Noi crediamo che se è vero che il poeta è, e deve essere, colui che, essendo sensibilmente più portato a compenetrare la realtà delle cose, è portatore di conoscenza e di consapevolezza dell’animo umano, allora è anche vero che debba partire dallo svuotamento di sé. Il poeta deve cercare di liberarsi da ogni incrostazione personale e sociale che lo zavorra a una conoscenza deviata dell’intelletto. Solo chi ‘sa di non sapere’ può continuamente essere aperto alla conoscenza. Solo chi ‘accetta’ di non sapere può addivenire a una sempre maggiore conoscenza della realtà avendo convinzione, però, di non poter mai raggiungere la pienezza della gnosi.
Il grande Rimbaud, che si scagliò violentemente contro quel mondo culturale che pensava di aver raggiunto ogni certezza dello scibile umano, nella sua “Lettera al veggente”  scrive: <<Il primo studio dell’uomo che voglia diventare poeta è la conoscenza di sé, intera; egli cerca la sua anima, l’indaga, la tenta, l’apprende. Dal momento che la conosce, deve coltivarla>>.
Nella stessa lettera tuona contro quei poeti e letterati che ‘dall’alto delle loro cattedre’ credono di distribuire sapienza ribellandosi alla saccente prosopopea di un filone culturale attaccato a certi schemi che imbrigliano l’animo di chi vuole, invece, spogliarsi d’ogni sapere per arrivare a ciò che Rimbud chiama l’eternità.

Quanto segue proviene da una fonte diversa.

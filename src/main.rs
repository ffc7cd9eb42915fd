use std::process::ExitCode;

fn main() -> ExitCode {
    env_logger::init();

    match boxlabel::run() {
        Ok(()) => ExitCode::SUCCESS,
        Err(err) => {
            eprintln!("Error: {}", err);
            ExitCode::FAILURE
        }
    }
}
mod common;

use std::fs;

use assert_cmd::Command;
use predicates::prelude::*;

use common::{touch, write_coco, write_project_tree, CAT_COCO_JSON};

fn boxlabel() -> Command {
    let mut cmd = Command::cargo_bin("boxlabel").unwrap();
    cmd.env_remove("BOXLABEL_BASE_DIR");
    cmd
}

#[test]
fn runs() {
    boxlabel().assert().success();
}

#[test]
fn outputs_tool_name() {
    let mut cmd = boxlabel();
    cmd.arg("-V");
    cmd.assert().success().stdout("boxlabel 0.1.0\n");
}

// Import subcommand tests

#[test]
fn import_reports_counts_and_resolution() {
    let temp = tempfile::tempdir().unwrap();
    touch(&temp.path().join("train/images/cat.jpg"));
    let json_path = temp.path().join("annotations.json");
    write_coco(&json_path, CAT_COCO_JSON);

    let mut cmd = boxlabel();
    cmd.arg("import").arg(&json_path);
    cmd.assert()
        .success()
        .stdout(predicate::str::contains(
            "1 images, 2 categories, 2 annotations",
        ))
        .stdout(predicate::str::contains(
            "located: 1 by path, 0 by file name, 0 by search",
        ))
        .stdout(predicate::str::contains("Annotations:"));
}

#[test]
fn import_json_output() {
    let temp = tempfile::tempdir().unwrap();
    touch(&temp.path().join("cat.jpg"));
    let json_path = temp.path().join("annotations.json");
    write_coco(&json_path, CAT_COCO_JSON);

    let mut cmd = boxlabel();
    cmd.arg("import")
        .arg(&json_path)
        .args(["--output", "json"]);
    let output = cmd.assert().success().get_output().stdout.clone();

    let summary: serde_json::Value = serde_json::from_slice(&output).unwrap();
    assert_eq!(summary["report"]["resolutions"]["by_basename"], 1);
    assert_eq!(summary["stats"]["total_annotations"], 2);
    assert_eq!(summary["stats"]["label_distribution"]["whisker"], 1);
    assert!(summary["label_conflicts"].as_array().unwrap().is_empty());
}

#[test]
fn import_missing_images_are_reported_not_fatal() {
    let temp = tempfile::tempdir().unwrap();
    let json_path = temp.path().join("annotations.json");
    write_coco(&json_path, CAT_COCO_JSON);

    let mut cmd = boxlabel();
    cmd.arg("import").arg(&json_path);
    cmd.assert()
        .success()
        .stdout(predicate::str::contains("Warnings (2):"))
        .stdout(predicate::str::contains("not found under"));
}

#[test]
fn import_base_dir_from_env() {
    let json_dir = tempfile::tempdir().unwrap();
    let image_dir = tempfile::tempdir().unwrap();
    touch(&image_dir.path().join("train/images/cat.jpg"));
    let json_path = json_dir.path().join("annotations.json");
    write_coco(&json_path, CAT_COCO_JSON);

    let mut cmd = boxlabel();
    cmd.env("BOXLABEL_BASE_DIR", image_dir.path())
        .arg("import")
        .arg(&json_path);
    cmd.assert()
        .success()
        .stdout(predicate::str::contains("located: 1 by path"));
}

#[test]
fn import_writes_csv_and_coco() {
    let temp = tempfile::tempdir().unwrap();
    touch(&temp.path().join("train/images/cat.jpg"));
    let json_path = temp.path().join("annotations.json");
    write_coco(&json_path, CAT_COCO_JSON);
    let csv_path = temp.path().join("out.csv");
    let coco_path = temp.path().join("out.json");

    let mut cmd = boxlabel();
    cmd.arg("import")
        .arg(&json_path)
        .arg("--csv")
        .arg(&csv_path)
        .arg("--coco")
        .arg(&coco_path);
    cmd.assert()
        .success()
        .stdout(predicate::str::contains("Wrote"));

    let csv = fs::read_to_string(&csv_path).unwrap();
    assert_eq!(
        csv,
        "image_name,x,y,width,height,label_id,label_name\n\
         train/images/cat.jpg,10,20,30,40,2,whisker\n\
         train/images/cat.jpg,50,60,70,80,1,cat\n"
    );

    let doc: serde_json::Value =
        serde_json::from_str(&fs::read_to_string(&coco_path).unwrap()).unwrap();
    assert_eq!(doc["images"][0]["file_name"], "train/images/cat.jpg");
    assert_eq!(doc["categories"][0]["name"], "cat");
    assert_eq!(doc["categories"][1]["name"], "whisker");
    assert_eq!(doc["annotations"][1]["area"], 5600);
}

#[test]
fn import_nonexistent_file_fails() {
    let mut cmd = boxlabel();
    cmd.args(["import", "nonexistent_file.json"]);
    cmd.assert()
        .failure()
        .stderr(predicate::str::contains("Error:"));
}

#[test]
fn import_malformed_document_fails() {
    let temp = tempfile::tempdir().unwrap();
    let json_path = temp.path().join("broken.json");
    write_coco(&json_path, r#"{"images": []}"#);

    let mut cmd = boxlabel();
    cmd.arg("import").arg(&json_path);
    cmd.assert()
        .failure()
        .stderr(predicate::str::contains("missing required key(s)"));
}

#[test]
fn import_rejects_unknown_output_format() {
    let temp = tempfile::tempdir().unwrap();
    let json_path = temp.path().join("annotations.json");
    write_coco(&json_path, CAT_COCO_JSON);

    let mut cmd = boxlabel();
    cmd.arg("import")
        .arg(&json_path)
        .args(["--output", "yaml"]);
    cmd.assert()
        .failure()
        .stderr(predicate::str::contains("Unsupported format"));
}

// Scan subcommand tests

#[test]
fn scan_summarizes_loaded_images() {
    let temp = tempfile::tempdir().unwrap();
    write_project_tree(temp.path());

    let mut cmd = boxlabel();
    cmd.arg("scan")
        .arg(temp.path())
        .args(["train/images", "val/images"]);
    cmd.assert()
        .success()
        .stdout(predicate::str::contains("Loaded 3 image(s)"))
        .stdout(predicate::str::contains("Annotations:"))
        .stdout(predicate::str::contains("notes.txt").not());
}

#[test]
fn scan_reads_label_file() {
    let temp = tempfile::tempdir().unwrap();
    write_project_tree(temp.path());
    let labels_path = temp.path().join("labels.csv");
    fs::write(&labels_path, "label_id,label_name\n1,cat\n2, dog\n").unwrap();

    let mut cmd = boxlabel();
    cmd.arg("scan")
        .arg(temp.path())
        .arg("train/images")
        .arg("--labels")
        .arg(&labels_path)
        .args(["--output", "json"]);
    let output = cmd.assert().success().get_output().stdout.clone();

    let summary: serde_json::Value = serde_json::from_slice(&output).unwrap();
    assert_eq!(summary["loaded"], 2);
    assert_eq!(summary["labels"][1][1], "dog");
    assert_eq!(summary["stats"]["total_images"], 2);
}

#[test]
fn scan_skips_corrupt_images() {
    let temp = tempfile::tempdir().unwrap();
    write_project_tree(temp.path());
    fs::write(temp.path().join("val/images/broken.png"), b"not a png").unwrap();

    let mut cmd = boxlabel();
    cmd.arg("scan").arg(temp.path()).arg("val/images");
    cmd.assert()
        .success()
        .stdout(predicate::str::contains("Loaded 1 image(s)"))
        .stdout(predicate::str::contains("Skipped (1):"))
        .stdout(predicate::str::contains("broken.png"));
}

#[test]
fn scan_export_without_annotations_fails() {
    let temp = tempfile::tempdir().unwrap();
    write_project_tree(temp.path());
    let coco_path = temp.path().join("out.json");

    let mut cmd = boxlabel();
    cmd.arg("scan")
        .arg(temp.path())
        .arg("train/images")
        .arg("--coco")
        .arg(&coco_path);
    cmd.assert()
        .failure()
        .stderr(predicate::str::contains("Nothing to export"));
    assert!(!coco_path.exists());
}

#[test]
fn scan_requires_a_subdirectory() {
    let temp = tempfile::tempdir().unwrap();

    let mut cmd = boxlabel();
    cmd.arg("scan").arg(temp.path());
    cmd.assert().failure();
}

Il poeta può arrivare ad essere veggente, dice Rimbaud, solo attraverso il totale spogliamento del proprio essere. Nessuna certezza serve per indagare e conoscere il proprio animo. Nessun perbenismo né dogma imposti, nessuna morale precostituita se non quella dettata dalla propria coscienza di uomo libero. Gli farà eco il famoso pittore francese Gustave Cuorbet, riconosciuto quasi unanimemente leader del Realismo, scrivendo: << Ho quasi cinquantenni ed ho sempre vissuto libero; lasciatemi finire libero la mia vita; quando sarò morto voglio che questo si dica di me: Non ha fatto parte di alcuna scuola, di alcuna chiesa, di alcuna istituzione, di alcuna accademia e men che meno di alcun sistema: L’unica cosa a cui è appartenuto è stata la libertà>>.
E per noi che scriviamo, che veniamo definiti poeti pur non considerandoci tali, cosìè la poesia?
È tutto ciò che abbiamo letto e scritto, è l’essenza stessa della nostra esistenza, è disperazione e allo stesso tempo gioia, è maledizione e benedizione , è vivere dentro a un mondo che rifiutiamo e assumerlo in ogni sua parte, anche nelle nefandezze, è gridare il silenzio e sopprimere l’urlo, è la ricerca di noi dentro noi stessi e ancora dentro il mondo che ci contiene, è raggiungere il profondo rimanendo in superficie, è la certezza di nessuna certezza.